Items listed in a dataset:
_ _ _ _ _
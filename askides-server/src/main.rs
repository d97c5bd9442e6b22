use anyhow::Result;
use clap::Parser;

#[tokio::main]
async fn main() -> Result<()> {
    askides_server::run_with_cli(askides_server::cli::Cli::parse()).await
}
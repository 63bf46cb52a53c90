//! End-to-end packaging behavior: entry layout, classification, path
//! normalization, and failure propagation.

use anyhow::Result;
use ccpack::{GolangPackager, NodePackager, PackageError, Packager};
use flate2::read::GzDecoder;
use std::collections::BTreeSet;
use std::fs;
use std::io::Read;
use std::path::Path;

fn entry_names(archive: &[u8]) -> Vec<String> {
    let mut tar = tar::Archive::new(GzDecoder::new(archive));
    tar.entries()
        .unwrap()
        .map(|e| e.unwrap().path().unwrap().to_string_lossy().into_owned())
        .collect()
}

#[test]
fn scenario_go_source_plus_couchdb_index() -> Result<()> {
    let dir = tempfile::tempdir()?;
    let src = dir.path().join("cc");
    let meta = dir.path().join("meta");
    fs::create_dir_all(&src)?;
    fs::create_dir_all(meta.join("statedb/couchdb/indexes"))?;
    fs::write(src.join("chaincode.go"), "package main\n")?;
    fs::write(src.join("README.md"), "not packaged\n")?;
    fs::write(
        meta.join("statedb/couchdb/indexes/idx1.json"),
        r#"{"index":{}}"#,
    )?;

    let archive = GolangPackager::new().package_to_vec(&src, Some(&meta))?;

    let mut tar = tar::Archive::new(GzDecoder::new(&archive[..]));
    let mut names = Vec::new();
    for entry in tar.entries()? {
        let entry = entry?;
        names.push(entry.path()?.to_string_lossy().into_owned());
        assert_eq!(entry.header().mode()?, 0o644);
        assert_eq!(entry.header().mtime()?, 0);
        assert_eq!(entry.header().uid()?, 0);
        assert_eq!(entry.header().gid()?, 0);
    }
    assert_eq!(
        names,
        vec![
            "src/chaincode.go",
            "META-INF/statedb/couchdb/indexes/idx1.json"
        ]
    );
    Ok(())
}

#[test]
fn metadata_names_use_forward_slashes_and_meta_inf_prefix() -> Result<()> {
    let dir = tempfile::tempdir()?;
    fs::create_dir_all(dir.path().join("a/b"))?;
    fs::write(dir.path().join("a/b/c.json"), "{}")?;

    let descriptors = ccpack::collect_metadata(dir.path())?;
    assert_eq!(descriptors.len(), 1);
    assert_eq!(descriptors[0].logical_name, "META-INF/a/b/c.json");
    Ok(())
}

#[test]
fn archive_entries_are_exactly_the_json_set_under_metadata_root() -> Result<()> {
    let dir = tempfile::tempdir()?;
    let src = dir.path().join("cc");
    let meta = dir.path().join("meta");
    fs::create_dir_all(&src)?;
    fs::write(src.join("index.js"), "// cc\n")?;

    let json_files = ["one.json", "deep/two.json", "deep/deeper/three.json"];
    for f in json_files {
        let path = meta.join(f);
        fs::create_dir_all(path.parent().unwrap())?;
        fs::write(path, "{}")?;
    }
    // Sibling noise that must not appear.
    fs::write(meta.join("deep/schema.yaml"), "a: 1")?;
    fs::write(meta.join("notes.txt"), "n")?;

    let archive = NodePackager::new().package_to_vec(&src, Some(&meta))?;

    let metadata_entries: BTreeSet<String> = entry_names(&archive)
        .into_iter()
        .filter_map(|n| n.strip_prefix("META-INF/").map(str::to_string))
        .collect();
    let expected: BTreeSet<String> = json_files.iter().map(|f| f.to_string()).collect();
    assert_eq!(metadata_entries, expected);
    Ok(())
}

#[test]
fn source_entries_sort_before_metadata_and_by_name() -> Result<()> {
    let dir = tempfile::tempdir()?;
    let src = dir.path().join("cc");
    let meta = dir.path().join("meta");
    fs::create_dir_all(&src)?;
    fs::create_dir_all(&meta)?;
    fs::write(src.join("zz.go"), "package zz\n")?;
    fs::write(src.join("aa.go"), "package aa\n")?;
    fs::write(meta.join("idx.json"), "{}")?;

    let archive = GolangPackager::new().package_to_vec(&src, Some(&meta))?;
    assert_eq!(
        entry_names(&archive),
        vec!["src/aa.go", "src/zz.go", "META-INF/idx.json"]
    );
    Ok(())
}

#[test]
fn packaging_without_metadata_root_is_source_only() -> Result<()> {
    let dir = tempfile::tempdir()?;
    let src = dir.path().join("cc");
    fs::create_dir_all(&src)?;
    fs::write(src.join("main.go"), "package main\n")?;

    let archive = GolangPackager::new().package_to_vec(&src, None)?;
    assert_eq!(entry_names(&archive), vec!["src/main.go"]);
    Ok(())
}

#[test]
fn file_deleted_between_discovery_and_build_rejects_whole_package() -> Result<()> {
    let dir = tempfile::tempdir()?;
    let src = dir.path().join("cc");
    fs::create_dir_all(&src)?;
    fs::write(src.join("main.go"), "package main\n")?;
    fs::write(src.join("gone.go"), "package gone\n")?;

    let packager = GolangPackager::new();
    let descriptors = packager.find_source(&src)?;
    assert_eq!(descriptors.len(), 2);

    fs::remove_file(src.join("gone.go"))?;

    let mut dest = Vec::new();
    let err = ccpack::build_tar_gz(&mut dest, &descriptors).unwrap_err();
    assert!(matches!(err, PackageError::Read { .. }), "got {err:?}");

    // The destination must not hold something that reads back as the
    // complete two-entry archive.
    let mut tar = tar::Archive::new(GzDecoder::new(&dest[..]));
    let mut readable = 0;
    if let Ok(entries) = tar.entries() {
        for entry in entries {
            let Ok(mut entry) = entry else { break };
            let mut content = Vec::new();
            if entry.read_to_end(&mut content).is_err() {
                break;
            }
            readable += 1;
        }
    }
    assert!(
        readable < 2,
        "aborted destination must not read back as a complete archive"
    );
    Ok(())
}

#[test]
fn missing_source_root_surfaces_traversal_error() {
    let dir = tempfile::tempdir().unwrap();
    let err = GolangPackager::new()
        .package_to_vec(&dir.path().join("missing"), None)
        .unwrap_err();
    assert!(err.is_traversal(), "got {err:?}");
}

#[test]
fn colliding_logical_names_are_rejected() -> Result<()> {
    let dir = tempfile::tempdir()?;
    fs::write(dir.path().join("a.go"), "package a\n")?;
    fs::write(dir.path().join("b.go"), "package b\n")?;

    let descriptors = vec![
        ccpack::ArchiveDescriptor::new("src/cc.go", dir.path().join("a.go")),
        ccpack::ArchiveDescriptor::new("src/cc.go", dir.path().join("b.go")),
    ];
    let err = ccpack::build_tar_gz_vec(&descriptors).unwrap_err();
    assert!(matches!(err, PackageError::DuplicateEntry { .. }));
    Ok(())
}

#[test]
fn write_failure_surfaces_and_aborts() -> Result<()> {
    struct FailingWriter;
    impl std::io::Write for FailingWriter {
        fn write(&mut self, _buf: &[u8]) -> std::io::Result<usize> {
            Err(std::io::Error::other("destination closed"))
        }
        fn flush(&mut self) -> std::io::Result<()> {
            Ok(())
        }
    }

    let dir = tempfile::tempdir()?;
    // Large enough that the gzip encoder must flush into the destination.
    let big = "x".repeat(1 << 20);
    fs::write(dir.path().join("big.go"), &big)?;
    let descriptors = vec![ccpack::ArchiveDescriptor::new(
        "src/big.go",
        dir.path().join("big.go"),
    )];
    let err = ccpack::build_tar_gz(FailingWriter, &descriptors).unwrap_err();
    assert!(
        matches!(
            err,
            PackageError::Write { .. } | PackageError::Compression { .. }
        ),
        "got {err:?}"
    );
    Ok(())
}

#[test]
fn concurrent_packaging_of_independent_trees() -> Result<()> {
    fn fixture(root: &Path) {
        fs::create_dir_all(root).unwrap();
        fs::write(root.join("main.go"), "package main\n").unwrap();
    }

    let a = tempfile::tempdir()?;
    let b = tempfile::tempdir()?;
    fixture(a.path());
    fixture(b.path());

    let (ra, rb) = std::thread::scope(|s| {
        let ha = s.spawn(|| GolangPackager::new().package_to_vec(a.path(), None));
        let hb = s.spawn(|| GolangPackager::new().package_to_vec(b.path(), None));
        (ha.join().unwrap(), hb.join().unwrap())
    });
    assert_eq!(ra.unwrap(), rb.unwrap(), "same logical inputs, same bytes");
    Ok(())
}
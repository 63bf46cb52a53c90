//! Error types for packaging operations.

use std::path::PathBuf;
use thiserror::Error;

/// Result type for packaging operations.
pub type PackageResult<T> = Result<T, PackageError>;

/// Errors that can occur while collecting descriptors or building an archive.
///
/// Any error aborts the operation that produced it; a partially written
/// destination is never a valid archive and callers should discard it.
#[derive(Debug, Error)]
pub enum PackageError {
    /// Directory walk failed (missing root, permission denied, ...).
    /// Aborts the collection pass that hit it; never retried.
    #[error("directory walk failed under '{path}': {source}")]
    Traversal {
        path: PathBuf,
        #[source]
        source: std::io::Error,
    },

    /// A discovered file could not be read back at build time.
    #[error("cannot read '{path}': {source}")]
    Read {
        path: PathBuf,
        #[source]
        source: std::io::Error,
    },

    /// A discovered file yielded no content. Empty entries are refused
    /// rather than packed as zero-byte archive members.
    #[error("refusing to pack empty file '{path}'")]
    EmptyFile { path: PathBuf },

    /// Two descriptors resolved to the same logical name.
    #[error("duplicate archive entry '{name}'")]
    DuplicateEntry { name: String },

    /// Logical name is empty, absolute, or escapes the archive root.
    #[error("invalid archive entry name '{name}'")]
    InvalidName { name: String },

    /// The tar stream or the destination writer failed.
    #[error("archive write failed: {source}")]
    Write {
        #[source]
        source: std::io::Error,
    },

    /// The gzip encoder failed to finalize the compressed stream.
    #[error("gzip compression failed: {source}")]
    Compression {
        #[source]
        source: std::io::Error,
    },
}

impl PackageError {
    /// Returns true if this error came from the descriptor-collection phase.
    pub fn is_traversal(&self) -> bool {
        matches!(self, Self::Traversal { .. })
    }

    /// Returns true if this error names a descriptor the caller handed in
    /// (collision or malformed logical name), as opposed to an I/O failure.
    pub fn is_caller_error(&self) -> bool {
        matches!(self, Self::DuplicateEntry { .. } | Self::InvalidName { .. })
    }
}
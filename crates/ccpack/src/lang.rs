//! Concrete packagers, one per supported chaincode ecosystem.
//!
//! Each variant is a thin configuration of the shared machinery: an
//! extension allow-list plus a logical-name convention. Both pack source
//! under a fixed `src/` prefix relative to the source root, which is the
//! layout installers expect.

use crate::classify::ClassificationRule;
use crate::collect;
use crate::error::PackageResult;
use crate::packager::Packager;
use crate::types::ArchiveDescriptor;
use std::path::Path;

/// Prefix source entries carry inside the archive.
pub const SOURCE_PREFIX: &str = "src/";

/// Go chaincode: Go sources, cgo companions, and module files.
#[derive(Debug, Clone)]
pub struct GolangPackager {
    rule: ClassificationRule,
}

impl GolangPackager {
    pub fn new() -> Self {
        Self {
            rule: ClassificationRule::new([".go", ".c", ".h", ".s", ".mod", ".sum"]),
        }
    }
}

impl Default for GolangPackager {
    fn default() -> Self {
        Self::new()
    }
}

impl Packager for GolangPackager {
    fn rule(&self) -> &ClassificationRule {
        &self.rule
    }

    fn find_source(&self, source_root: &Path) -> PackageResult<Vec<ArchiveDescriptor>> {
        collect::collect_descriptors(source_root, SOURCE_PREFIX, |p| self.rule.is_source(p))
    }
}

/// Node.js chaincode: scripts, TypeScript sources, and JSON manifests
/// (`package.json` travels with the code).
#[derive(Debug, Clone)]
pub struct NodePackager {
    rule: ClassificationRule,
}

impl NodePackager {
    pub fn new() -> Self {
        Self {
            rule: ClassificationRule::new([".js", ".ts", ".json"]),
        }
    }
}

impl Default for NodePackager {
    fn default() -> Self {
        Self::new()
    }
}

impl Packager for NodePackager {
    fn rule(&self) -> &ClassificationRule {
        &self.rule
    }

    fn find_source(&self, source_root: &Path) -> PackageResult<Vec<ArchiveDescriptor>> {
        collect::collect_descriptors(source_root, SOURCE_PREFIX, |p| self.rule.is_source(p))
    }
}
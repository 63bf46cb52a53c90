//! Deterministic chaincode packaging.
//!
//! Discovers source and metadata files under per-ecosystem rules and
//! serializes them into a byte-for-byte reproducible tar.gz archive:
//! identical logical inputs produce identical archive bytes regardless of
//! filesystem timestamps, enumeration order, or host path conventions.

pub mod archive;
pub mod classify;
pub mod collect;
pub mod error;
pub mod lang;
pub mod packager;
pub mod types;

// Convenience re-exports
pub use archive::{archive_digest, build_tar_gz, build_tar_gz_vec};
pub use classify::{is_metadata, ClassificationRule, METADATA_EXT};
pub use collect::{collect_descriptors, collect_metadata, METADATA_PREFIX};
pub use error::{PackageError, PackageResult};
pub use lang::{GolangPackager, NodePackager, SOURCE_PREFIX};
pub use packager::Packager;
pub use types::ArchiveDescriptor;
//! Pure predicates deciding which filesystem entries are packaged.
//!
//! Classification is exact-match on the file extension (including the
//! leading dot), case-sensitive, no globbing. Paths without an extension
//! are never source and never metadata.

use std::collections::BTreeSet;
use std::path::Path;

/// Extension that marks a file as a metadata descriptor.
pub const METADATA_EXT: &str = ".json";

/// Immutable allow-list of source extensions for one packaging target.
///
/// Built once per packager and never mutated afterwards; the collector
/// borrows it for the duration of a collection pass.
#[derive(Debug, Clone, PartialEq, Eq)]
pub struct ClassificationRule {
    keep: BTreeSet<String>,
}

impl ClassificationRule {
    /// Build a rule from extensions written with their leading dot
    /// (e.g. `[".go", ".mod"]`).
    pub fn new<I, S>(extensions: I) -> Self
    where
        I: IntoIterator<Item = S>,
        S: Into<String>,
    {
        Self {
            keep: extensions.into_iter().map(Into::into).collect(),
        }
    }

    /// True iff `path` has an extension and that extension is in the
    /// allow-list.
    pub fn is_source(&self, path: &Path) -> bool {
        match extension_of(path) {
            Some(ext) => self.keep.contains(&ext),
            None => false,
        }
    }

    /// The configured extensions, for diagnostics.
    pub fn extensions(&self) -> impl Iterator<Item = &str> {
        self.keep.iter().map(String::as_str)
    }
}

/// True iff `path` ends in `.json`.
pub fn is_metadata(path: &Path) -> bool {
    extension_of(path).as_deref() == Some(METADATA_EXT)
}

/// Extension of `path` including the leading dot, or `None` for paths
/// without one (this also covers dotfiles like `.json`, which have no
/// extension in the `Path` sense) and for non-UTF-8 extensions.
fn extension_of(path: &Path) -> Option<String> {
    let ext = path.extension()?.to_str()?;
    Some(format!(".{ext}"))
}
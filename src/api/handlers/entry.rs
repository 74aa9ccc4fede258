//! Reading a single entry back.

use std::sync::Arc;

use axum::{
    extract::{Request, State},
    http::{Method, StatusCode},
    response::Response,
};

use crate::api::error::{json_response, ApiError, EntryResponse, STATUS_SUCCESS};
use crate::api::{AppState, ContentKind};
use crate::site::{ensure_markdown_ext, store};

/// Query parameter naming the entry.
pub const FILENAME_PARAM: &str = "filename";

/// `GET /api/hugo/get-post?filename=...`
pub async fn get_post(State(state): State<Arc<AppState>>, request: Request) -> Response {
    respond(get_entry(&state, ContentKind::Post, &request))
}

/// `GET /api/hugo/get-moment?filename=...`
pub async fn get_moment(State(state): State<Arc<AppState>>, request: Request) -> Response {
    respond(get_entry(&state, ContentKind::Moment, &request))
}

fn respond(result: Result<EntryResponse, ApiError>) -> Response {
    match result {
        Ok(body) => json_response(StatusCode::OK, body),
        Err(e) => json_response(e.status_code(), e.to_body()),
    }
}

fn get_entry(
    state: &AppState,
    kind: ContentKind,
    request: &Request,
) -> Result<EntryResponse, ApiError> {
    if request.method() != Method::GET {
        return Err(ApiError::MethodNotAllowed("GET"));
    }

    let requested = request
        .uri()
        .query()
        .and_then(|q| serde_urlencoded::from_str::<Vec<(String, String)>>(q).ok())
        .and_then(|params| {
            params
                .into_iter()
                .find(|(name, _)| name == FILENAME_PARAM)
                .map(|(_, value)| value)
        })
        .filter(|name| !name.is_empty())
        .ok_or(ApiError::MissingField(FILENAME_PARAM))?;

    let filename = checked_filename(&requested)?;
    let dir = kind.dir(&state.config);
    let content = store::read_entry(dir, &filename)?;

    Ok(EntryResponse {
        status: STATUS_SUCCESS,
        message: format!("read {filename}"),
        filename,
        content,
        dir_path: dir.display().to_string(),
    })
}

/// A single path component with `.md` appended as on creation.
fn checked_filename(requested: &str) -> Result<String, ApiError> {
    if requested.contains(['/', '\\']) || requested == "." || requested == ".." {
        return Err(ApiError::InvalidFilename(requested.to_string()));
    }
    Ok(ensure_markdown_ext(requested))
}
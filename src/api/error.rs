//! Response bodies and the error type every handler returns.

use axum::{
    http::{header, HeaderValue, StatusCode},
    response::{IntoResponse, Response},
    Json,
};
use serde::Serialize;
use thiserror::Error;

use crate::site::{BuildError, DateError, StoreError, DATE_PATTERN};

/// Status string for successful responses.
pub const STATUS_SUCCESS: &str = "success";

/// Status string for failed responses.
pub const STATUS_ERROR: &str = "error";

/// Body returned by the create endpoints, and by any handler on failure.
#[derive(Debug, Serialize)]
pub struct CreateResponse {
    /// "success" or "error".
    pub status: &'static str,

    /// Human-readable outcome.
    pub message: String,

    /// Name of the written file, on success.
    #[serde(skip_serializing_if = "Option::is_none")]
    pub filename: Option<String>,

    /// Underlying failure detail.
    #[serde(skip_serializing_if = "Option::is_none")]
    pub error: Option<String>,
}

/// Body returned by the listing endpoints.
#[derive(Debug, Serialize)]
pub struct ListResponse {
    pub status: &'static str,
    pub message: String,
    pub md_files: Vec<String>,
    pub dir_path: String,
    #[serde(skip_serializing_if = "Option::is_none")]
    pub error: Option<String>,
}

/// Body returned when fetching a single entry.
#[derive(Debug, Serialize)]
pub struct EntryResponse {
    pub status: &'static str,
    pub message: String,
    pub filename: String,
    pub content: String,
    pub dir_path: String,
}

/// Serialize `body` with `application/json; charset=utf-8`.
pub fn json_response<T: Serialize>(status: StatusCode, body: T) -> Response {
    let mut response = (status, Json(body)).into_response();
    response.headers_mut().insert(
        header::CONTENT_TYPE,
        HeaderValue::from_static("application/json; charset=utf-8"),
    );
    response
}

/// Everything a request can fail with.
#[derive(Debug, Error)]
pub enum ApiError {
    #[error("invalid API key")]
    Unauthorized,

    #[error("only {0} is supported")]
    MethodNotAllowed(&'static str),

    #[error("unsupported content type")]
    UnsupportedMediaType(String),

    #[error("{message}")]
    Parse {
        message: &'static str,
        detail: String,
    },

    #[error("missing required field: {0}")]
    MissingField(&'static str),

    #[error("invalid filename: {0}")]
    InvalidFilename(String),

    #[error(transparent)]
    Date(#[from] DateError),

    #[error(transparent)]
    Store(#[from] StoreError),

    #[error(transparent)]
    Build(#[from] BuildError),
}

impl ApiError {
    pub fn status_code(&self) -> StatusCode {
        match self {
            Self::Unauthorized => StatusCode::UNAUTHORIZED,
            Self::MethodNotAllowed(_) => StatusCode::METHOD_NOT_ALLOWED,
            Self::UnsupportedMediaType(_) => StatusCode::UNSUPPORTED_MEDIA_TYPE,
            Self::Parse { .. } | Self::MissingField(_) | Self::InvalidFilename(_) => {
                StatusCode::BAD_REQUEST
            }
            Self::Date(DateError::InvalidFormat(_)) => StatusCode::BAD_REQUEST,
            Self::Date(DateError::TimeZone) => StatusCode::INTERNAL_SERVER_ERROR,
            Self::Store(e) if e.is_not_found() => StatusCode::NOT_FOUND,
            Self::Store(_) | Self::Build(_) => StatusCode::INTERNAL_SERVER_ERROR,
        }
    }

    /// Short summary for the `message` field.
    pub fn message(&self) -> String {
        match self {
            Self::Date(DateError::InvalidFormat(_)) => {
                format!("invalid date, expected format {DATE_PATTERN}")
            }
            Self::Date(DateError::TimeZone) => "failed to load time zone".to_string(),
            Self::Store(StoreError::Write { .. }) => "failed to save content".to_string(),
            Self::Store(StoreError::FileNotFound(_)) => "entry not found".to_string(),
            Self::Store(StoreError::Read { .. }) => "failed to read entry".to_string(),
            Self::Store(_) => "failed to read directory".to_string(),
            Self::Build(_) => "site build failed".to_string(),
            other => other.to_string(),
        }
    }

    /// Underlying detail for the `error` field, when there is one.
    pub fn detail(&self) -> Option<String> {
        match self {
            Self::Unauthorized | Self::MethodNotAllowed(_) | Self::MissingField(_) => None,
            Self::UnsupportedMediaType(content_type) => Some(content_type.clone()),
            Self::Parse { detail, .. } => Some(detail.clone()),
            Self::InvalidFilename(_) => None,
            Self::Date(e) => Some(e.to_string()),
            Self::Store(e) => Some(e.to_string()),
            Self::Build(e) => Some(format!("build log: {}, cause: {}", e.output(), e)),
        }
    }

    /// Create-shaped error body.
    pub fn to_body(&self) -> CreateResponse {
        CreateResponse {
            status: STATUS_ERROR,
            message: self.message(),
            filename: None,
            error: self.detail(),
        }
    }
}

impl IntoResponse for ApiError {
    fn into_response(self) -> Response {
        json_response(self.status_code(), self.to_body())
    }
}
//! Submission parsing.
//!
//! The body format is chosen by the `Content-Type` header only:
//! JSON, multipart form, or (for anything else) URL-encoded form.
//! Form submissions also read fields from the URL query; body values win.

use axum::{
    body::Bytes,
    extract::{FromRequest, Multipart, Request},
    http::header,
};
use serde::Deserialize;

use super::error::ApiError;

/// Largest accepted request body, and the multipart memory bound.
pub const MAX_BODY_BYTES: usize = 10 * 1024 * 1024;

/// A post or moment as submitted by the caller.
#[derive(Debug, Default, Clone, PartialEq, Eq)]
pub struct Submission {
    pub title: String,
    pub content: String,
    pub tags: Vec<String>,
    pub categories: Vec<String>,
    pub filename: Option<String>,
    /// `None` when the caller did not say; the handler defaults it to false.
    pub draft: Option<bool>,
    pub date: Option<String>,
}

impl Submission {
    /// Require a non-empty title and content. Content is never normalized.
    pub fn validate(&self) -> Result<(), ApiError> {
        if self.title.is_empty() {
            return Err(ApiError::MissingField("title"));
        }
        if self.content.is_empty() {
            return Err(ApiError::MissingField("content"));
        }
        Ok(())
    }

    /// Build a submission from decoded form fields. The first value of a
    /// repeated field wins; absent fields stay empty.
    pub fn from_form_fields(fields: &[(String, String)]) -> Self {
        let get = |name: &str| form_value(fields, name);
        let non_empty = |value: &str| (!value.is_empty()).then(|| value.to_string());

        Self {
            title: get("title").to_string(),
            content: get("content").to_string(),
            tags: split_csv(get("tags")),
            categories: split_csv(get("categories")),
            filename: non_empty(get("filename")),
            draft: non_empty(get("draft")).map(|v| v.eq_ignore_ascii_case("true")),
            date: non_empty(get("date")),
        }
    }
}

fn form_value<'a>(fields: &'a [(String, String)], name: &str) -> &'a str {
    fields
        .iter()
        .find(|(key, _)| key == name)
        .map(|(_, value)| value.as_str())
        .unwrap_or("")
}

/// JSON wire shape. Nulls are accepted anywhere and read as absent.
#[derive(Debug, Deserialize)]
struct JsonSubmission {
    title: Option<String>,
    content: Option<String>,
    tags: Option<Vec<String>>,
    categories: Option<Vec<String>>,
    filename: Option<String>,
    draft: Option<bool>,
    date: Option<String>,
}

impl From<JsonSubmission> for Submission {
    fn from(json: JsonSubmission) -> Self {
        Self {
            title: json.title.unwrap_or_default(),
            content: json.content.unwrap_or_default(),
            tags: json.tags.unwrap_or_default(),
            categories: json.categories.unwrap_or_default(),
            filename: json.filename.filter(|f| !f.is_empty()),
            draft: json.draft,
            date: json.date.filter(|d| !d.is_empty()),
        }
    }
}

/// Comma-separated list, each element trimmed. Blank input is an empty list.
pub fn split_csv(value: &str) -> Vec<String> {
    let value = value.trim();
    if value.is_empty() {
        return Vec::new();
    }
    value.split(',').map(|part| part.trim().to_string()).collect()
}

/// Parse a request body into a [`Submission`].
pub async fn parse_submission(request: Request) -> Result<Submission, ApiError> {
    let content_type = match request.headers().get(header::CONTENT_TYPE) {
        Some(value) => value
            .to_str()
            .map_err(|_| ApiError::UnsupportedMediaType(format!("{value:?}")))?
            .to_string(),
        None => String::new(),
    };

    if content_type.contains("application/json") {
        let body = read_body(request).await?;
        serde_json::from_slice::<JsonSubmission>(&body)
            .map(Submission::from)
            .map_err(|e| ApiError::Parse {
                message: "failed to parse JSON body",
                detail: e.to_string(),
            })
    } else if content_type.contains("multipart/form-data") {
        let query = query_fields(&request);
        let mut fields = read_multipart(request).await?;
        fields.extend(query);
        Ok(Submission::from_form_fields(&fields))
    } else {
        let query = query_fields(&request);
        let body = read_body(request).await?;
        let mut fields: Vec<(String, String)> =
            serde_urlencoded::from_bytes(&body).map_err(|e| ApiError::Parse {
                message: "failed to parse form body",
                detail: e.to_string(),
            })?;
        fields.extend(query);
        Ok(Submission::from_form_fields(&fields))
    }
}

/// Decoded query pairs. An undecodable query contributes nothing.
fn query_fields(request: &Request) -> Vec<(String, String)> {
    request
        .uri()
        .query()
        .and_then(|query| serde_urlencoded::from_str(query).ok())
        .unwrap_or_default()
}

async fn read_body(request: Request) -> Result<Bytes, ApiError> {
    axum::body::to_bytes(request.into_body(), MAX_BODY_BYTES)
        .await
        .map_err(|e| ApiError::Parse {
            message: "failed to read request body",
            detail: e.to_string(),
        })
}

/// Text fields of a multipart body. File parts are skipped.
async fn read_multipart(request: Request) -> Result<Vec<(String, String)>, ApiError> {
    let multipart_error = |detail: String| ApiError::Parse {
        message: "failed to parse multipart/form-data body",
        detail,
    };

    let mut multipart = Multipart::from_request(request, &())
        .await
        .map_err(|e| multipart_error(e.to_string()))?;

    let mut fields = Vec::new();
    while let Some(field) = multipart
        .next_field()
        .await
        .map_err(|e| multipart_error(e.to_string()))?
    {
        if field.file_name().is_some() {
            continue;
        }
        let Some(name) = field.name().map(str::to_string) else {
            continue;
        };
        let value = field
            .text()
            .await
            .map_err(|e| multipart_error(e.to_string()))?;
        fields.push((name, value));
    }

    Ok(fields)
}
_ _ _ _ _
# Task objective
Line count for "flush": report how many lines in the data above include it, with no other words.

# Expected answer
2